ひとりひとりの生徒と向き合う個別指導の実績がある受験舎の先生たちが、子供たちのモチベーションをアップさせるノウハウや、やる気にさせる言葉を親御さんたちへレクチャーします。
「モンスターペアレント」という言葉をよく耳にします。わたしも元々小・中学校の教員でしたので、ほんとうに今現場がそうなのか聞いてみたところ、以前に比べて少なからずそういった保護者は増加傾向にあるそうです。いちがいに「モンスターペアレント」といってもいろいろなパターンがあるそうですが、例えば学校行事にクレームをつけてくるなどは論外として、わたしが以前からとても気になっていたことがひとつあります。
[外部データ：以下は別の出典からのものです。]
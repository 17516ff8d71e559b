use std::collections::{HashSet, VecDeque};
use std::time::{Duration, Instant};
use time::macros::format_description;
use time::OffsetDateTime;

use crate::prober::ProbeOutcome;

/// Running tallies for one checking run.
#[derive(Debug, Clone, Default)]
pub struct RunSummary {
    pub original: usize,
    pub duplicates: usize,
    pub skipped: usize,
    pub to_check: usize,
    pub checked: usize,
    pub active: usize,
    pub failed: usize,
}

/// Consumes the outcome stream and maintains the live summary: counts, the
/// capped recent-activity views, the full active list for the results file,
/// and the set of newly failed endpoints for the cache merge.
///
/// `record` is the single mutation point; the driver drains outcomes from one
/// channel, so updates never interleave.
#[derive(Debug)]
pub struct Aggregator {
    summary: RunSummary,
    recent_cap: usize,
    recent_active: VecDeque<String>,
    recent_failed: VecDeque<(String, String)>,
    active_endpoints: Vec<String>,
    new_failures: HashSet<String>,
    started: Instant,
}

impl Aggregator {
    pub fn new(original: usize, duplicates: usize, skipped: usize, to_check: usize, recent_cap: usize) -> Self {
        Self {
            summary: RunSummary {
                original,
                duplicates,
                skipped,
                to_check,
                ..RunSummary::default()
            },
            recent_cap,
            recent_active: VecDeque::new(),
            recent_failed: VecDeque::new(),
            active_endpoints: Vec::new(),
            new_failures: HashSet::new(),
            started: Instant::now(),
        }
    }

    /// Fold one outcome into the summary. Each outcome is counted exactly
    /// once; recency buffers evict their oldest entry beyond the cap.
    pub fn record(&mut self, outcome: &ProbeOutcome) {
        let canonical = outcome.endpoint.canonical();
        self.summary.checked += 1;
        if outcome.alive {
            self.summary.active += 1;
            push_capped(
                &mut self.recent_active,
                format!("{}  {}", clock_stamp(), canonical),
                self.recent_cap,
            );
            self.active_endpoints.push(canonical);
        } else {
            self.summary.failed += 1;
            let reason = outcome.reason.clone().unwrap_or_else(|| "unknown".into());
            push_capped(
                &mut self.recent_failed,
                (canonical.clone(), reason),
                self.recent_cap,
            );
            self.new_failures.insert(canonical);
        }
    }

    pub fn summary(&self) -> &RunSummary {
        &self.summary
    }

    /// Display-only view of the most recent active endpoints, oldest first.
    pub fn recent_active(&self) -> impl Iterator<Item = &str> {
        self.recent_active.iter().map(String::as_str)
    }

    /// Display-only view of the most recent failures, oldest first.
    pub fn recent_failed(&self) -> impl Iterator<Item = (&str, &str)> {
        self.recent_failed.iter().map(|(s, r)| (s.as_str(), r.as_str()))
    }

    /// Every endpoint found alive this run, in completion order. Unlike the
    /// recency views this list is never truncated.
    pub fn active_endpoints(&self) -> &[String] {
        &self.active_endpoints
    }

    /// Canonical strings of endpoints that failed this run, for the cache merge.
    pub fn new_failures(&self) -> &HashSet<String> {
        &self.new_failures
    }

    pub fn elapsed(&self) -> Duration {
        self.started.elapsed()
    }

    /// Compact one-line view of the running counts, published after every
    /// recorded outcome so progress is visible mid-run.
    pub fn progress_line(&self) -> String {
        let s = &self.summary;
        format!(
            "checked {}/{}  active {}  errors {}",
            s.checked, s.to_check, s.active, s.failed
        )
    }

    /// Current summary block for display; called after updates to publish
    /// fresh state.
    pub fn render(&self) -> String {
        let s = &self.summary;
        let mut out = String::new();
        out.push_str(&format!("Original servers   : {}\n", s.original));
        out.push_str(&format!("Duplicates removed : {}\n", s.duplicates));
        out.push_str(&format!("Skipped (cached)   : {}\n", s.skipped));
        out.push_str(&format!(
            "Checked            : {}/{}\n",
            s.checked, s.to_check
        ));
        out.push_str(&format!("Active             : {}\n", s.active));
        out.push_str(&format!("New errors         : {}\n", s.failed));
        out.push_str(&format!(
            "Elapsed            : {:.2}s\n",
            self.elapsed().as_secs_f64()
        ));

        out.push_str(&format!("\nRecent active ({}):\n", s.active));
        if self.recent_active.is_empty() {
            out.push_str("  (none yet)\n");
        }
        if s.active > self.recent_active.len() {
            out.push_str(&format!(
                "  ... +{} more\n",
                s.active - self.recent_active.len()
            ));
        }
        for line in &self.recent_active {
            out.push_str(&format!("  {line}\n"));
        }

        out.push_str(&format!("\nRecent errors ({}):\n", s.failed));
        if self.recent_failed.is_empty() {
            out.push_str("  (none yet)\n");
        }
        if s.failed > self.recent_failed.len() {
            out.push_str(&format!(
                "  ... +{} more\n",
                s.failed - self.recent_failed.len()
            ));
        }
        for (srv, err) in &self.recent_failed {
            out.push_str(&format!("  {srv} -> {err}\n"));
        }
        out
    }
}

fn push_capped<T>(buf: &mut VecDeque<T>, item: T, cap: usize) {
    buf.push_back(item);
    while buf.len() > cap {
        buf.pop_front();
    }
}

fn clock_stamp() -> String {
    let fmt = format_description!("[hour]:[minute]:[second]");
    OffsetDateTime::now_utc()
        .format(&fmt)
        .unwrap_or_else(|_| String::from("00:00:00"))
}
それは、子供が先生や周囲にいる大人から“叱られた”ときの親の対応についてです。
じつは、意外と理解されていないのですが、子供が他人から «叱られたときが最もその子を変えられるチャンス» なのです。
その昔、まだわたしが幼かった頃は「先生や近所の大人に叱られた」と家に帰って言うと、必ずといっていいほど「お前が悪い」と言われたものです。それが一昔前には「そういうことをすると○○さんに叱られるからやめなさい」といった、本末転倒な親が増加しました。本来なら「他人に迷惑がかかるからやめなさい」と言うべきですよね。そして現在、人間関係の希薄さにともない“叱る人”が減少したことにもよるかもしれませんが「うちの子が叱られた」ということに対して“わが子を叱る”どころか、叱った相手に“逆上する親”の増加が見られます。そのような行動を取る親御さんの家庭について、詳しく聞いてみると、意外と親子関係で悩んでいたりする場合が多いようです。
本当ならば自分の子供に対して“しつけ”つまり“子供に幸せになってもらいがための注意や説諭”などをのどから手が出るほど欲しているはずなのに、うまくコミュニケーションができないがために、口論になってしまったり、話すら聞いてもらえなかったりと、日々悪戦苦闘している親御さんがいわゆる“クレーマー”になってしまう確率が多く見られるのです。
ではどうすれば子供を変えるチャンスにできるのか?
ア “叱ってくれた人”に感謝する
こんなご時世、他人をしかってくれる人はとても貴重な人です。“叱る”=“その子を思う”なのです。ですから、お子さんが誰かに叱られたら、まず
①何をして叱られたか?
②叱られた理由は何か?
③今後さらに成長するためにはどうしたらよいか?
など、こちらから一方的に話すのではなく“聞き手にまわり本人に考えさせる”そして最後に「叱ってもらえてありがたいねえ」「あなたのことをちゃんと考えてくれているから叱ってくれるんだよ」という言葉を決して言い忘れないことです。
イ わたしが良く使う手法
親子の場合は血が繋がっているので改めて信頼関係などを構築する必要はないかもしれませんが、わたし達は赤の他人である生徒をお預かりしているため、最初から信頼関係ができているわけではありません。そこで、信頼関係がある程度できるまでは“ひたすら褒めることにしています。しかし、褒めてばかりもいられない場合もあります”。“今変えなければ今後に悪影響を及ぼす急を要する場合”などです。そういう場合は «奥の手» を使います。それは、本人に聞こえる場所で別の生徒に話し、それをわざと聞かせるという方法です。本人が直接叱られたりはしていないので、お互いの信頼関係は損なわれない上に、他人の話を聞きながら結果自分のこととして振り返ってもらう“他人の振り見て我が振りなおせ”作戦です。これは意外と効きます。
いずれにせよ、親でも叱れない世の中はちょっと寂しい気もしますが、それでも勇気を出して叱ってくれた方に感謝し、それをいい機会にお子さんの成長を考えてみたらいかがでしょうか?